**Requirement**
Line by line, retype the data exactly as it is given.

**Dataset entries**

//! Status notifications for observers
//!
//! Status changes can originate on any thread: registration callbacks arrive
//! wherever the registration service delivers them. The manager updates its
//! own index immediately and then queues a [`ProfileEvent`]. A single
//! dispatcher task drains that queue and is the only place observers are
//! called from, so an observer sees events one at a time and in order.
//!
//! Observers look up their own display element by identity and should treat
//! an unknown identity as a no-op; the profile may already be gone.
//!
//! ```rust
//! use async_trait::async_trait;
//! use rvoip_profile_core::events::{StatusObserver, StatusUpdate};
//!
//! struct PrintingObserver;
//!
//! #[async_trait]
//! impl StatusObserver for PrintingObserver {
//!     async fn on_status_changed(&self, update: StatusUpdate) {
//!         println!("{}: {}", update.identity, update.text);
//!     }
//! }
//! ```

use std::sync::Arc;

use async_trait::async_trait;
use chrono::{DateTime, Utc};
use tokio::sync::{broadcast, mpsc, RwLock};
use tokio::task::JoinHandle;
use tracing::{debug, trace};

use crate::registration::RegistrationStatus;

/// A status change for one profile identity
#[derive(Debug, Clone, PartialEq, Eq)]
pub struct StatusUpdate {
    /// Profile identity
    pub identity: String,
    /// New status
    pub status: RegistrationStatus,
    /// Human-readable status text
    pub text: String,
    /// When the change was applied
    pub timestamp: DateTime<Utc>,
}

impl StatusUpdate {
    pub fn new(identity: impl Into<String>, status: RegistrationStatus) -> Self {
        let text = status.display_text();
        Self {
            identity: identity.into(),
            status,
            text,
            timestamp: Utc::now(),
        }
    }
}

/// Events published by the profile manager
#[derive(Debug, Clone)]
pub enum ProfileEvent {
    /// The profile list was replaced by a store scan
    ProfilesLoaded {
        /// Identities in display order
        identities: Vec<String>,
    },
    /// A profile was written and added to the list
    ProfileSaved { identity: String },
    /// A profile was removed from the list
    ProfileDeleted { identity: String },
    /// A profile's registration status changed
    StatusChanged(StatusUpdate),
}

impl ProfileEvent {
    /// Identity the event concerns, if it concerns a single profile
    pub fn identity(&self) -> Option<&str> {
        match self {
            ProfileEvent::ProfilesLoaded { .. } => None,
            ProfileEvent::ProfileSaved { identity } | ProfileEvent::ProfileDeleted { identity } => {
                Some(identity)
            }
            ProfileEvent::StatusChanged(update) => Some(&update.identity),
        }
    }
}

/// Consumer of profile status changes, typically a UI list
#[async_trait]
pub trait StatusObserver: Send + Sync {
    /// A profile's registration status changed
    async fn on_status_changed(&self, update: StatusUpdate);

    /// The set of profiles changed (load, save or delete)
    async fn on_profiles_changed(&self, _identities: Vec<String>) {
        // Default implementation - override to refresh list displays
    }

    /// Dispatch a manager event to the specific callbacks
    async fn on_profile_event(&self, event: ProfileEvent) {
        match event {
            ProfileEvent::StatusChanged(update) => self.on_status_changed(update).await,
            ProfileEvent::ProfilesLoaded { identities } => self.on_profiles_changed(identities).await,
            ProfileEvent::ProfileSaved { identity } | ProfileEvent::ProfileDeleted { identity } => {
                self.on_profiles_changed(vec![identity]).await
            }
        }
    }
}

pub(crate) type ObserverSlot = Arc<RwLock<Option<Arc<dyn StatusObserver>>>>;

/// Queue feeding the dispatcher task
#[derive(Clone)]
pub(crate) struct EventQueue {
    tx: mpsc::UnboundedSender<ProfileEvent>,
}

impl EventQueue {
    /// Queue an event; never blocks and never fails the caller
    pub fn publish(&self, event: ProfileEvent) {
        if self.tx.send(event).is_err() {
            trace!("Event dispatcher stopped, dropping event");
        }
    }

    pub fn status_changed(&self, identity: &str, status: RegistrationStatus) {
        self.publish(ProfileEvent::StatusChanged(StatusUpdate::new(identity, status)));
    }
}

/// Spawn the dispatcher task
///
/// The task ends once every [`EventQueue`] clone has been dropped.
pub(crate) fn spawn_dispatcher(
    observer: ObserverSlot,
    broadcast_tx: broadcast::Sender<ProfileEvent>,
) -> (EventQueue, JoinHandle<()>) {
    let (tx, mut rx) = mpsc::unbounded_channel::<ProfileEvent>();

    let handle = tokio::spawn(async move {
        while let Some(event) = rx.recv().await {
            // No subscribers is fine
            let _ = broadcast_tx.send(event.clone());

            let current = observer.read().await.clone();
            if let Some(observer) = current {
                observer.on_profile_event(event).await;
            }
        }
        debug!("Profile event dispatcher stopped");
    });

    (EventQueue { tx }, handle)
}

**Response below**
//! Status notifications for observers
//!
//! Status changes can originate on any thread: registration callbacks arrive
//! wherever the registration service delivers them. The manager updates its
//! own index immediately and then queues a [`ProfileEvent`]. A single
//! dispatcher task drains that queue and is the only place observers are
//! called from, so an observer sees events one at a time and in order.
//!
//! Observers look up their own display element by identity and should treat
//! an unknown identity as a no-op; the profile may already be gone.
//!
//! ```rust
//! use async_trait::async_trait;
//! use rvoip_profile_core::events::{StatusObserver, StatusUpdate};
//!
//! struct PrintingObserver;
//!
//! #[async_trait]
//! impl StatusObserver for PrintingObserver {
//!     async fn on_status_changed(&self, update: StatusUpdate) {
//!         println!("{}: {}", update.identity, update.text);
//!     }
//! }
//! ```

use std::sync::Arc;

use async_trait::async_trait;
use chrono::{DateTime, Utc};
use tokio::sync::{broadcast, mpsc, RwLock};
use tokio::task::JoinHandle;
use tracing::{debug, trace};

use crate::registration::RegistrationStatus;

/// A status change for one profile identity
#[derive(Debug, Clone, PartialEq, Eq)]
pub struct StatusUpdate {
    /// Profile identity
    pub identity: String,
    /// New status
    pub status: RegistrationStatus,
    /// Human-readable status text
    pub text: String,
    /// When the change was applied
    pub timestamp: DateTime<Utc>,
}

impl StatusUpdate {
    pub fn new(identity: impl Into<String>, status: RegistrationStatus) -> Self {
        let text = status.display_text();
        Self {
            identity: identity.into(),
            status,
            text,
            timestamp: Utc::now(),
        }
    }
}

/// Events published by the profile manager
#[derive(Debug, Clone)]
pub enum ProfileEvent {
    /// The profile list was replaced by a store scan
    ProfilesLoaded {
        /// Identities in display order
        identities: Vec<String>,
    },
    /// A profile was written and added to the list
    ProfileSaved { identity: String },
    /// A profile was removed from the list
    ProfileDeleted { identity: String },
    /// A profile's registration status changed
    StatusChanged(StatusUpdate),
}

impl ProfileEvent {
    /// Identity the event concerns, if it concerns a single profile
    pub fn identity(&self) -> Option<&str> {
        match self {
            ProfileEvent::ProfilesLoaded { .. } => None,
            ProfileEvent::ProfileSaved { identity } | ProfileEvent::ProfileDeleted { identity } => {
                Some(identity)
            }
            ProfileEvent::StatusChanged(update) => Some(&update.identity),
        }
    }
}

/// Consumer of profile status changes, typically a UI list
#[async_trait]
pub trait StatusObserver: Send + Sync {
    /// A profile's registration status changed
    async fn on_status_changed(&self, update: StatusUpdate);

    /// The set of profiles changed (load, save or delete)
    async fn on_profiles_changed(&self, _identities: Vec<String>) {
        // Default implementation - override to refresh list displays
    }

    /// Dispatch a manager event to the specific callbacks
    async fn on_profile_event(&self, event: ProfileEvent) {
        match event {
            ProfileEvent::StatusChanged(update) => self.on_status_changed(update).await,
            ProfileEvent::ProfilesLoaded { identities } => self.on_profiles_changed(identities).await,
            ProfileEvent::ProfileSaved { identity } | ProfileEvent::ProfileDeleted { identity } => {
                self.on_profiles_changed(vec![identity]).await
            }
        }
    }
}

pub(crate) type ObserverSlot = Arc<RwLock<Option<Arc<dyn StatusObserver>>>>;

/// Queue feeding the dispatcher task
#[derive(Clone)]
pub(crate) struct EventQueue {
    tx: mpsc::UnboundedSender<ProfileEvent>,
}

impl EventQueue {
    /// Queue an event; never blocks and never fails the caller
    pub fn publish(&self, event: ProfileEvent) {
        if self.tx.send(event).is_err() {
            trace!("Event dispatcher stopped, dropping event");
        }
    }

    pub fn status_changed(&self, identity: &str, status: RegistrationStatus) {
        self.publish(ProfileEvent::StatusChanged(StatusUpdate::new(identity, status)));
    }
}

/// Spawn the dispatcher task
///
/// The task ends once every [`EventQueue`] clone has been dropped.
pub(crate) fn spawn_dispatcher(
    observer: ObserverSlot,
    broadcast_tx: broadcast::Sender<ProfileEvent>,
) -> (EventQueue, JoinHandle<()>) {
    let (tx, mut rx) = mpsc::unbounded_channel::<ProfileEvent>();

    let handle = tokio::spawn(async move {
        while let Some(event) = rx.recv().await {
            // No subscribers is fine
            let _ = broadcast_tx.send(event.clone());

            let current = observer.read().await.clone();
            if let Some(observer) = current {
                observer.on_profile_event(event).await;
            }
        }
        debug!("Profile event dispatcher stopped");
    });

    (EventQueue { tx }, handle)
}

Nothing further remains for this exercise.